Each line from the first down to the one containing "an API handler." should be returned exactly as it appears below.

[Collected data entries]
Start of Block
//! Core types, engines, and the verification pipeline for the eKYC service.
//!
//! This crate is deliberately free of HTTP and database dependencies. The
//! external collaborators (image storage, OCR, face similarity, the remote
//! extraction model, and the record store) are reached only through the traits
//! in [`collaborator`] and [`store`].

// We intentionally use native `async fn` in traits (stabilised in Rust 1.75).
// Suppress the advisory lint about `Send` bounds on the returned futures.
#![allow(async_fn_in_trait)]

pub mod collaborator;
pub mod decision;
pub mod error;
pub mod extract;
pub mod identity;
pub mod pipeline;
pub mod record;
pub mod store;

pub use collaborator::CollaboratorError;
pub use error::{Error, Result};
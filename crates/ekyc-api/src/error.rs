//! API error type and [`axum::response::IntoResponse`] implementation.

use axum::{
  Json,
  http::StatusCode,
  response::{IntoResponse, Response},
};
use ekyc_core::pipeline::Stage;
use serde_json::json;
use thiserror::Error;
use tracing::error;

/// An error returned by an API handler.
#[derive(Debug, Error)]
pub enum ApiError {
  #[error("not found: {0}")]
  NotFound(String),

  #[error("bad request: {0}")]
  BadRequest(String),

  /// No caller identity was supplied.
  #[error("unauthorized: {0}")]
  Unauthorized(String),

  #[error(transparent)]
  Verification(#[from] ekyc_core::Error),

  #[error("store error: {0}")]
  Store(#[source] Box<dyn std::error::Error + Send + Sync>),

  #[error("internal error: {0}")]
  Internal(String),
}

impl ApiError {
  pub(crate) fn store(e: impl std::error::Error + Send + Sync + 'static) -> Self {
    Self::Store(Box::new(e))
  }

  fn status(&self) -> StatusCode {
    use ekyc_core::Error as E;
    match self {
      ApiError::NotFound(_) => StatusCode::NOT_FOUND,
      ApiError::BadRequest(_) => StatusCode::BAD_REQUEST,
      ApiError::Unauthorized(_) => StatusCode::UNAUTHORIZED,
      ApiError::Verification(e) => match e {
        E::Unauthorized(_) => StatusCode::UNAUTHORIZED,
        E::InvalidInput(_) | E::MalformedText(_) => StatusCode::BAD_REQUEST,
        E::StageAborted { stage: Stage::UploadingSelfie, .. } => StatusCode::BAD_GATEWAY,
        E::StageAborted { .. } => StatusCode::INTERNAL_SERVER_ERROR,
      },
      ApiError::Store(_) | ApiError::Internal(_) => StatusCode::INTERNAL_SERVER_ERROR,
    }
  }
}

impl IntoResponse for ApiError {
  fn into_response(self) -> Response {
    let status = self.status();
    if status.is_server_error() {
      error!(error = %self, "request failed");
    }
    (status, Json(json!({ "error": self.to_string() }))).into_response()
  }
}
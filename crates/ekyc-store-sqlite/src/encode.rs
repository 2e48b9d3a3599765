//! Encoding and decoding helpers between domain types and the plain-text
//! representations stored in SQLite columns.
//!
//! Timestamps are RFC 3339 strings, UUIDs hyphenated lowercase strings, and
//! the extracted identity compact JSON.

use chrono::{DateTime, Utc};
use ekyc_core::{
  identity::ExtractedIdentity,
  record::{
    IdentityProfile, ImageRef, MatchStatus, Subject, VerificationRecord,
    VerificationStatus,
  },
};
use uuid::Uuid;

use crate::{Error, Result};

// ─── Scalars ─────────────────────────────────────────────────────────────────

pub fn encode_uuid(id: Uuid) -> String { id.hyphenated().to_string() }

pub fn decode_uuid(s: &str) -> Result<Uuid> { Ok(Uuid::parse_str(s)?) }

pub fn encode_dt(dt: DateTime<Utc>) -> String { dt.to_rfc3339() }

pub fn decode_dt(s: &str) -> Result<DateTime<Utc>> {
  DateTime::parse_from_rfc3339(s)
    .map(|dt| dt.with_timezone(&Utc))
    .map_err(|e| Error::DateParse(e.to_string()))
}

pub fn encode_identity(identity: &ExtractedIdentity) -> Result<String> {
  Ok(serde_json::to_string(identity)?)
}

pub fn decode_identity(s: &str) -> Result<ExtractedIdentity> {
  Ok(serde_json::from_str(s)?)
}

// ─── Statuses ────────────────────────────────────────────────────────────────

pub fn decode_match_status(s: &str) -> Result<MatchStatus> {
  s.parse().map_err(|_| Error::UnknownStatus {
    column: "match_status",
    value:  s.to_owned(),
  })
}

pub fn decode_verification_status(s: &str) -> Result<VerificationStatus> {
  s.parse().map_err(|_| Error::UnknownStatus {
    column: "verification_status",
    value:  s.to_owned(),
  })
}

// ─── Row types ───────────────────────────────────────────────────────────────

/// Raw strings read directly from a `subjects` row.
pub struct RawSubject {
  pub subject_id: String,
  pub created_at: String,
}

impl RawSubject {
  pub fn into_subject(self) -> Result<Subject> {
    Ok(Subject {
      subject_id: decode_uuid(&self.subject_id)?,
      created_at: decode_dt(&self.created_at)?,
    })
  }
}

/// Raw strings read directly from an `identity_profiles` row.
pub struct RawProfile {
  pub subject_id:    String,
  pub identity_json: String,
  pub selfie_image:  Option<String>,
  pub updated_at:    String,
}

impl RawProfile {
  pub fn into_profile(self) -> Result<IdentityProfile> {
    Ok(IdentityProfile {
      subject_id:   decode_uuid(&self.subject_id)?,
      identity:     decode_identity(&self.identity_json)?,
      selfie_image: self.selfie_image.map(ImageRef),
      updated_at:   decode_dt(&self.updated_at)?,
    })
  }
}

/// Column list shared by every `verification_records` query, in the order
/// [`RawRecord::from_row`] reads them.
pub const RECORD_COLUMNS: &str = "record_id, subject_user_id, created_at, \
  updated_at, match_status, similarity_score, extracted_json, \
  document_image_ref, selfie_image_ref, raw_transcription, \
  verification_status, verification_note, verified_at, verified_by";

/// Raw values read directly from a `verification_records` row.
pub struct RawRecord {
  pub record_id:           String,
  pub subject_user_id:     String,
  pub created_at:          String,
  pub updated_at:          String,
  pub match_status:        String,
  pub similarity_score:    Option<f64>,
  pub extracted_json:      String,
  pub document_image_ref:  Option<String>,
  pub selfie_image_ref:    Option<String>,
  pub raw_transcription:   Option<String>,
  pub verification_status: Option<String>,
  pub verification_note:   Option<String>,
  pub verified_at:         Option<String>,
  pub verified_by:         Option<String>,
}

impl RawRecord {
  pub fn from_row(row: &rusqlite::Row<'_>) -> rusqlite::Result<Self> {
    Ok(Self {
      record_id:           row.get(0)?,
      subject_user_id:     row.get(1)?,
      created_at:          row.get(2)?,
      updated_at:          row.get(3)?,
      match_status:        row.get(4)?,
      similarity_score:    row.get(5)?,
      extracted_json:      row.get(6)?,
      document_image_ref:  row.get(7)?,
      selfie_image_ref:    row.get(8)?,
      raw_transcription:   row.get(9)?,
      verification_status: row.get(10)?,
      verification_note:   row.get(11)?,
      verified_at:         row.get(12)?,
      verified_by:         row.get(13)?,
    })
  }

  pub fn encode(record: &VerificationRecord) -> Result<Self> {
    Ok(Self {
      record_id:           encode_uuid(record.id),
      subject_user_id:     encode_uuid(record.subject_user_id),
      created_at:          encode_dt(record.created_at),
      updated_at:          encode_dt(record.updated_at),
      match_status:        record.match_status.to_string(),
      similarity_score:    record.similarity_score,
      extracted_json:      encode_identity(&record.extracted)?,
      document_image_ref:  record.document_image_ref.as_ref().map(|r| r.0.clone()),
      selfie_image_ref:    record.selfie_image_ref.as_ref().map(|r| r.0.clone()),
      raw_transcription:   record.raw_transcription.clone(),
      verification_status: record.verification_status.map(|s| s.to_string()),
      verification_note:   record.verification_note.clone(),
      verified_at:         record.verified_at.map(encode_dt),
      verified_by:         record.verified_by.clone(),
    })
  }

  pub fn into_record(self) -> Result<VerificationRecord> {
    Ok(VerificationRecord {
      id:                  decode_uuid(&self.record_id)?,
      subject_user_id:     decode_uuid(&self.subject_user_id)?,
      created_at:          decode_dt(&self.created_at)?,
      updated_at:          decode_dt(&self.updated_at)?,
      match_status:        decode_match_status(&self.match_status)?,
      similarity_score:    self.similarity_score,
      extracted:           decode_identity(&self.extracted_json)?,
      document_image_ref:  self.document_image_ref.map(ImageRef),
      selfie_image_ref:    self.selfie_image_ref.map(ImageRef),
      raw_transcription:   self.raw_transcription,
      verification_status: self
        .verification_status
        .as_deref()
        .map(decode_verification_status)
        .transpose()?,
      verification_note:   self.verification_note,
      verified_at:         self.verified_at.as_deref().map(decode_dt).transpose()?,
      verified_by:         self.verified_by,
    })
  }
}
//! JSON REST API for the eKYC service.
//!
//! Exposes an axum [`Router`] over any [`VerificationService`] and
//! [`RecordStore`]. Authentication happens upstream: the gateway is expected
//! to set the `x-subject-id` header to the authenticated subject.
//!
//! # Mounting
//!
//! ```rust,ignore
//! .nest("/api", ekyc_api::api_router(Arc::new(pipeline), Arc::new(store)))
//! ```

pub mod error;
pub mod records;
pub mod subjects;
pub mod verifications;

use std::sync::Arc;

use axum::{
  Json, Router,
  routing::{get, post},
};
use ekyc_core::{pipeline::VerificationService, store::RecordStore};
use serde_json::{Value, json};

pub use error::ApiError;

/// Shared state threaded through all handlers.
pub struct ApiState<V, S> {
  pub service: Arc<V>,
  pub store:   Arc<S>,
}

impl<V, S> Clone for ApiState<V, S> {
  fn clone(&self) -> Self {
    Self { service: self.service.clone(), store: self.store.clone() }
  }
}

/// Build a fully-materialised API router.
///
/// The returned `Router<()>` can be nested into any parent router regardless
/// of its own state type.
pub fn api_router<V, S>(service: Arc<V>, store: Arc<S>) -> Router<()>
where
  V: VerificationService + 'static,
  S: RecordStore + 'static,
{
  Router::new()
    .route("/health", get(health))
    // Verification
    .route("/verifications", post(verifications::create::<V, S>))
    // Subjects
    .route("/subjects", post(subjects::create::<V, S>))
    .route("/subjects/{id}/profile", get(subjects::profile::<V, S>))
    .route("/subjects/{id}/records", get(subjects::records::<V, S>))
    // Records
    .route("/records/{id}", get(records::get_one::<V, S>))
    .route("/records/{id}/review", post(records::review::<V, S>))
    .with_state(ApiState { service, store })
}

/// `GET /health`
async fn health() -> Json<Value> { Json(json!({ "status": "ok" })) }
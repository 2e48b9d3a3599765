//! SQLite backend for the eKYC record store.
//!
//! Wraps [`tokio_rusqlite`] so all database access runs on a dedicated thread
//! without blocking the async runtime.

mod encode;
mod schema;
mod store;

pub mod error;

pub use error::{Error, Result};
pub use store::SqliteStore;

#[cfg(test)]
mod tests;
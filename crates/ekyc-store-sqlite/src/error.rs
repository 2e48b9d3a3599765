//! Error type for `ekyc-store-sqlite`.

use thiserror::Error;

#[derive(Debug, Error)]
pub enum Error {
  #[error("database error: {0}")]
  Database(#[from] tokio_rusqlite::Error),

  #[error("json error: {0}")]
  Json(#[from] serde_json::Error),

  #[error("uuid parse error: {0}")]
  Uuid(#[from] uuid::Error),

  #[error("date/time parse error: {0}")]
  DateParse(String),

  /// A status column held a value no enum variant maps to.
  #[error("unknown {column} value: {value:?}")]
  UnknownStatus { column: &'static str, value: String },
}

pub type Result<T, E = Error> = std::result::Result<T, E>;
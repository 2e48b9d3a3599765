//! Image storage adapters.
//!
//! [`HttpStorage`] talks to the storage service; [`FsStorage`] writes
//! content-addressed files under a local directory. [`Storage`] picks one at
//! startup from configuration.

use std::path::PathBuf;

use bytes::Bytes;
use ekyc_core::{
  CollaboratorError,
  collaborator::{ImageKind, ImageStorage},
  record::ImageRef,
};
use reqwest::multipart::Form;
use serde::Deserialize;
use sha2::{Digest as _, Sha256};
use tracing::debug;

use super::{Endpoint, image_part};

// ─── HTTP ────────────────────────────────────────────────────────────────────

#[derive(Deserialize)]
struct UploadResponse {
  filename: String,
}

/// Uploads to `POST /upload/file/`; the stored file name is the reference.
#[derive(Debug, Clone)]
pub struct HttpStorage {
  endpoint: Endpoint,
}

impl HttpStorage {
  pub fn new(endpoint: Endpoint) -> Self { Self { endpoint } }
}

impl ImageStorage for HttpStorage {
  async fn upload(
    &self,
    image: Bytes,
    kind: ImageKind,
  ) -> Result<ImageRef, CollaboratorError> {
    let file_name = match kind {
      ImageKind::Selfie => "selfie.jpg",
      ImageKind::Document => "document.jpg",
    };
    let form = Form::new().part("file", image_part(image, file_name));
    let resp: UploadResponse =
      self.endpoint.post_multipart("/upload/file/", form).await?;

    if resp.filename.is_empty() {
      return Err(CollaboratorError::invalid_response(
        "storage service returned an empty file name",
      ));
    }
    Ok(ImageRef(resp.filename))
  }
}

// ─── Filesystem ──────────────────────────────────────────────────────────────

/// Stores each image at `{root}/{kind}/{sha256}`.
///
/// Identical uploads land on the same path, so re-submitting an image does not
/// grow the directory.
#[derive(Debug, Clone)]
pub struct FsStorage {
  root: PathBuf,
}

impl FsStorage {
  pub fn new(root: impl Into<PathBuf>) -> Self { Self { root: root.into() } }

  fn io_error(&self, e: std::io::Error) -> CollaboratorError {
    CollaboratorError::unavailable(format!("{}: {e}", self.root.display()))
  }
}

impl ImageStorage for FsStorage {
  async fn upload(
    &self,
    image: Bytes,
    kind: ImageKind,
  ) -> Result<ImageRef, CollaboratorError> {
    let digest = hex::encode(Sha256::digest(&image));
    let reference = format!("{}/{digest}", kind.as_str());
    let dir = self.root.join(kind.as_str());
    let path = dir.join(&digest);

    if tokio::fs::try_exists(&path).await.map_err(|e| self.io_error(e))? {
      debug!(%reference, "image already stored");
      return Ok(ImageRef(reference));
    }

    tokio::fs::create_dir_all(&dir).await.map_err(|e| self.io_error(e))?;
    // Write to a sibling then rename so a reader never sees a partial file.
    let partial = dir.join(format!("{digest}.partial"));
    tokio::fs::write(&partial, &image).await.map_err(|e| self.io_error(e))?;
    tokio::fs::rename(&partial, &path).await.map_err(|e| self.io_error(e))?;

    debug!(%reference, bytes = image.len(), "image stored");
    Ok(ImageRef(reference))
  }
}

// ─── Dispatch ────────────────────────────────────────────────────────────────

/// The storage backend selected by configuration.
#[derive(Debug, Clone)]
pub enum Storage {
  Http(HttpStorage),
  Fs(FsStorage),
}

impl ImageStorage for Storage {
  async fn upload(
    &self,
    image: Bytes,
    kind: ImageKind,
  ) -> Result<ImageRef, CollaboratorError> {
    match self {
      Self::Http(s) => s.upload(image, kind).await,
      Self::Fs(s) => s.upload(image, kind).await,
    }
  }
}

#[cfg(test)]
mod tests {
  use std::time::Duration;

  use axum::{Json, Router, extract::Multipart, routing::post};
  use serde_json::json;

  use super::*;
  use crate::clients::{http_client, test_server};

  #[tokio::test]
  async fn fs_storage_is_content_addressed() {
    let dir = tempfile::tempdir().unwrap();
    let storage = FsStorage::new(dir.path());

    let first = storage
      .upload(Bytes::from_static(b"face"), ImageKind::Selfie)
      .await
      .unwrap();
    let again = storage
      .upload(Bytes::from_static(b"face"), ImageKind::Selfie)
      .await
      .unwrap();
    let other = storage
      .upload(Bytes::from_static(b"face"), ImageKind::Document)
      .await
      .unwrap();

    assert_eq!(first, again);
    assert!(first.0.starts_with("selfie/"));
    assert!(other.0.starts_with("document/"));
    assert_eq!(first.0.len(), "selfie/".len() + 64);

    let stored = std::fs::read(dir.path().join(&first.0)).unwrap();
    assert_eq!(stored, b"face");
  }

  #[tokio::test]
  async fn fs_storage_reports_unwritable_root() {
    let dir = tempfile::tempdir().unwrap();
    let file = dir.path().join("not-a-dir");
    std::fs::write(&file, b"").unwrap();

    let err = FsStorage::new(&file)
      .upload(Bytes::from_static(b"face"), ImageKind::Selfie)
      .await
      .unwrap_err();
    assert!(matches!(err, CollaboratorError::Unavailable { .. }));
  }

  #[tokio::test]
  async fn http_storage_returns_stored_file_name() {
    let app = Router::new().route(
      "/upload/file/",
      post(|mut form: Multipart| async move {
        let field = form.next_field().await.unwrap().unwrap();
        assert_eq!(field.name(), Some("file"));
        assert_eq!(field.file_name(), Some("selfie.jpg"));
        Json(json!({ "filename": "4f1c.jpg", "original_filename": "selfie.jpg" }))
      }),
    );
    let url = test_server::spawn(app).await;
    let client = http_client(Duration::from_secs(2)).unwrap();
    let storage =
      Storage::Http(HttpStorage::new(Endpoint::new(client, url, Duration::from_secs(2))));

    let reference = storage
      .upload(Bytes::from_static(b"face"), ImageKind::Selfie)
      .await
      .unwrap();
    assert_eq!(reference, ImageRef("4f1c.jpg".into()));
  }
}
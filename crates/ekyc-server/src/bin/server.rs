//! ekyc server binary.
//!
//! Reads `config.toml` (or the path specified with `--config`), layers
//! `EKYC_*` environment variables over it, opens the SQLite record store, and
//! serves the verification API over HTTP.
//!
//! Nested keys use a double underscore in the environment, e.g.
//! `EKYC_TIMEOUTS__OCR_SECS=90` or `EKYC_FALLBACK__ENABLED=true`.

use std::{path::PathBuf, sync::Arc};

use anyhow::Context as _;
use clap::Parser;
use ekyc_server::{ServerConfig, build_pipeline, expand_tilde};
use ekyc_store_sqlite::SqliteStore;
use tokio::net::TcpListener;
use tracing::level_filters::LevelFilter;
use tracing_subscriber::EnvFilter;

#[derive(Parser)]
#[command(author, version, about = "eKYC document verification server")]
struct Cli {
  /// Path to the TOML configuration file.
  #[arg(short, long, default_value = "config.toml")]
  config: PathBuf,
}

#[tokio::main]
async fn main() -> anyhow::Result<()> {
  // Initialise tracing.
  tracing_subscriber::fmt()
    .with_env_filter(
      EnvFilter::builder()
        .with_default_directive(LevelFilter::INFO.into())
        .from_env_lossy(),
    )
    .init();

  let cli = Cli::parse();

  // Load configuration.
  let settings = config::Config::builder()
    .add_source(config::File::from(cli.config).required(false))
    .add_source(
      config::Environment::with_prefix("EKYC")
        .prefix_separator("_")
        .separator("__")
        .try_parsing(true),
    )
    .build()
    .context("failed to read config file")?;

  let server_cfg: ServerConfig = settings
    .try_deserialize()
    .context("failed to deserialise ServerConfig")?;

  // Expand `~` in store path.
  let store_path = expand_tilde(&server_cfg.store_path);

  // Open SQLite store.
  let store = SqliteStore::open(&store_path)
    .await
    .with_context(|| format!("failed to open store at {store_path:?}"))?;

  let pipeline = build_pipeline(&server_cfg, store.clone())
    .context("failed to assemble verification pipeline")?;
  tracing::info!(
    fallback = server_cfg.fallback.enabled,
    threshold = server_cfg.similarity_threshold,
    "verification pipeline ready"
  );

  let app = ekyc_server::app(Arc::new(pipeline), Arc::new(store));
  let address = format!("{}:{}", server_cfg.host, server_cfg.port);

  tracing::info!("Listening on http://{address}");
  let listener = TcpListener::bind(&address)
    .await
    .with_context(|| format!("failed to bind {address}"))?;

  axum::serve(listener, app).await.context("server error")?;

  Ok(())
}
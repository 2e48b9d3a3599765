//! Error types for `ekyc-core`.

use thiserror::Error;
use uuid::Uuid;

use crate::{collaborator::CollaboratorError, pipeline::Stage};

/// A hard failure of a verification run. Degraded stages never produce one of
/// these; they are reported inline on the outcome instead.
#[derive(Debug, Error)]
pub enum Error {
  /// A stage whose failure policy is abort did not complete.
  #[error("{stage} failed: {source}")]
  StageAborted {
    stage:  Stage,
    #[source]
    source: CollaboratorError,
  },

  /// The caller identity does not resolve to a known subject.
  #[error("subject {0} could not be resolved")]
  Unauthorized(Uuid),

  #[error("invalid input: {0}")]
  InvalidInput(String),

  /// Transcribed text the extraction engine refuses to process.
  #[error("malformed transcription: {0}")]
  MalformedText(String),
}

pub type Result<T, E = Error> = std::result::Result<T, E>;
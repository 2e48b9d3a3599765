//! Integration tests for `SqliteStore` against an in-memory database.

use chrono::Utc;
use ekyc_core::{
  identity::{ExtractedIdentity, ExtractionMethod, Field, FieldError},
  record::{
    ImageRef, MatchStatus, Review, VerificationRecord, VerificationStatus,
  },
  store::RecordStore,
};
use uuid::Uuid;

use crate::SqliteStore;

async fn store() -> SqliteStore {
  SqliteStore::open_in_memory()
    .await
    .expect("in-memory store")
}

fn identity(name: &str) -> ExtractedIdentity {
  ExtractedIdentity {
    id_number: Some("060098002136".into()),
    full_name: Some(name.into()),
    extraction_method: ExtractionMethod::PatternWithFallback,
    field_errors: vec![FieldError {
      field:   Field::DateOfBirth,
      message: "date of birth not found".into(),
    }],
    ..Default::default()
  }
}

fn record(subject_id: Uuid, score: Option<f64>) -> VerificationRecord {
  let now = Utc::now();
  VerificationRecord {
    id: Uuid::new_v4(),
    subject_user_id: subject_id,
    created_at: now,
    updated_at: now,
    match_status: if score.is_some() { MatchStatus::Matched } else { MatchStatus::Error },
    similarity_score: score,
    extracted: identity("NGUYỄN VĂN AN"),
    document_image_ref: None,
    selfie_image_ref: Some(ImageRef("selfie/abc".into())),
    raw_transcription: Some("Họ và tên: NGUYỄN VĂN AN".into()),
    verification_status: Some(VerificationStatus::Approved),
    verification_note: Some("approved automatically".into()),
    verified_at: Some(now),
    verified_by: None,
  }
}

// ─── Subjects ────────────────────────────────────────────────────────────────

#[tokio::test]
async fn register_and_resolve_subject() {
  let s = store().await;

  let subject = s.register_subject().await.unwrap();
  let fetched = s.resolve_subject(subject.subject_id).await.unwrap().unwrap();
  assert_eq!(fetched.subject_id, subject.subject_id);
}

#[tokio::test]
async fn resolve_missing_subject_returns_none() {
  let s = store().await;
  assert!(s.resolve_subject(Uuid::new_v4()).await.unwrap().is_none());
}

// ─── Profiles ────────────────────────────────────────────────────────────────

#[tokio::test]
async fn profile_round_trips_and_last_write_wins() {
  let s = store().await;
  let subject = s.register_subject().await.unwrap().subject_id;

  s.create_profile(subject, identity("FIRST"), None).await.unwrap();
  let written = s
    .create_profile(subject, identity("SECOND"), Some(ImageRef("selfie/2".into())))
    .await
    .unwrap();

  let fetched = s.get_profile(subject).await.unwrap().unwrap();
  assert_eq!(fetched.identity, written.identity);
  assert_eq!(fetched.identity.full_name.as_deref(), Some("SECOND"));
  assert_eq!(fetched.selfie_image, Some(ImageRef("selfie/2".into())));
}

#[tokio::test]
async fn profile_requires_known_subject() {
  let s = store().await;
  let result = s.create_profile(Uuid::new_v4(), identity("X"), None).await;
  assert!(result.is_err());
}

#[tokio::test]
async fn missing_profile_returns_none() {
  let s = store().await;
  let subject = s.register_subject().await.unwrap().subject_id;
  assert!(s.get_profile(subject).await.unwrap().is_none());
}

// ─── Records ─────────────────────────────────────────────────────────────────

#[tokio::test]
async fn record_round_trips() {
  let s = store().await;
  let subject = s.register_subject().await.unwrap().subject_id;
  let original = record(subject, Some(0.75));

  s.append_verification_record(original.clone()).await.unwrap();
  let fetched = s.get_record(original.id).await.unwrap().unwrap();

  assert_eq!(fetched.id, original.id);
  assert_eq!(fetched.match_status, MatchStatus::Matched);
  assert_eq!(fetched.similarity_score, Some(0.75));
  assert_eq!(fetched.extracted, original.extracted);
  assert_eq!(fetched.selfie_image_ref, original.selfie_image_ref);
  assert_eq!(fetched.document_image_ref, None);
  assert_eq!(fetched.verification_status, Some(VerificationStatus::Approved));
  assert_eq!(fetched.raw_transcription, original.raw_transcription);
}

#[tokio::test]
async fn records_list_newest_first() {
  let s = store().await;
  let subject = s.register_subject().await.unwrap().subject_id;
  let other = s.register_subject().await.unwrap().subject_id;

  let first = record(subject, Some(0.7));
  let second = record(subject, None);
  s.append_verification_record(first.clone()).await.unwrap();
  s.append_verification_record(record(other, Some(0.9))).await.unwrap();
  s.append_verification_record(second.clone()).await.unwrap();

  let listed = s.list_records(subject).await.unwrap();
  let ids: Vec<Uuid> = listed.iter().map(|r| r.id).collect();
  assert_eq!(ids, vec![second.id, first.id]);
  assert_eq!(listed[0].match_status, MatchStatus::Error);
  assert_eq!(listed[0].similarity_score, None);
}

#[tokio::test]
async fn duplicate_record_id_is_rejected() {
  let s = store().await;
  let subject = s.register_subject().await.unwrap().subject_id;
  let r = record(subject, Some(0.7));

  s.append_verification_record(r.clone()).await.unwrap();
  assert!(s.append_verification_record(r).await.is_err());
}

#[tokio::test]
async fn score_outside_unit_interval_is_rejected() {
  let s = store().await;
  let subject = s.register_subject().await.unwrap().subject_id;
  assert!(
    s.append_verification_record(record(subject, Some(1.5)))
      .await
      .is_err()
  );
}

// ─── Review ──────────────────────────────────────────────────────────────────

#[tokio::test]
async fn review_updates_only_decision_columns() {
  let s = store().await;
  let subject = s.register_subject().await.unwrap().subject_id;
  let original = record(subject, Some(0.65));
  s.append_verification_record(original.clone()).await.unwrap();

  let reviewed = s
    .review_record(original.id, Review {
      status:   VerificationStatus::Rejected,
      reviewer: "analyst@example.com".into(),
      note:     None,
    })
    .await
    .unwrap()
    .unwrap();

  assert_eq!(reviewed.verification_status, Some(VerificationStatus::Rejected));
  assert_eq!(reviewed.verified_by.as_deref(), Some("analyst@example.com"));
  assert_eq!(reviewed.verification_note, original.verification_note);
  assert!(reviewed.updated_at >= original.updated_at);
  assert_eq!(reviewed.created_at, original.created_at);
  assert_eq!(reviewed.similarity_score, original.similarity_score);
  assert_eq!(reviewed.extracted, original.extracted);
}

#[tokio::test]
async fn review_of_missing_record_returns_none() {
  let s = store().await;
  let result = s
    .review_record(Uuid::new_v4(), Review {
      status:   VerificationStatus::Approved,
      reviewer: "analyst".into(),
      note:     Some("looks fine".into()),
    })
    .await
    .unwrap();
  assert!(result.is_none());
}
End of Block
§ **Response below**
//! Core types, engines, and the verification pipeline for the eKYC service.
//!
//! This crate is deliberately free of HTTP and database dependencies. The
//! external collaborators (image storage, OCR, face similarity, the remote
//! extraction model, and the record store) are reached only through the traits
//! in [`collaborator`] and [`store`].

// We intentionally use native `async fn` in traits (stabilised in Rust 1.75).
// Suppress the advisory lint about `Send` bounds on the returned futures.
#![allow(async_fn_in_trait)]

pub mod collaborator;
pub mod decision;
pub mod error;
pub mod extract;
pub mod identity;
pub mod pipeline;
pub mod record;
pub mod store;

pub use collaborator::CollaboratorError;
pub use error::{Error, Result};
filename crates/ekyc-api/src/error.rs
//! API error type and [`axum::response::IntoResponse`] implementation.

use axum::{
  Json,
  http::StatusCode,
  response::{IntoResponse, Response},
};
use ekyc_core::pipeline::Stage;
use serde_json::json;
use thiserror::Error;
use tracing::error;

/// An error returned by an API handler.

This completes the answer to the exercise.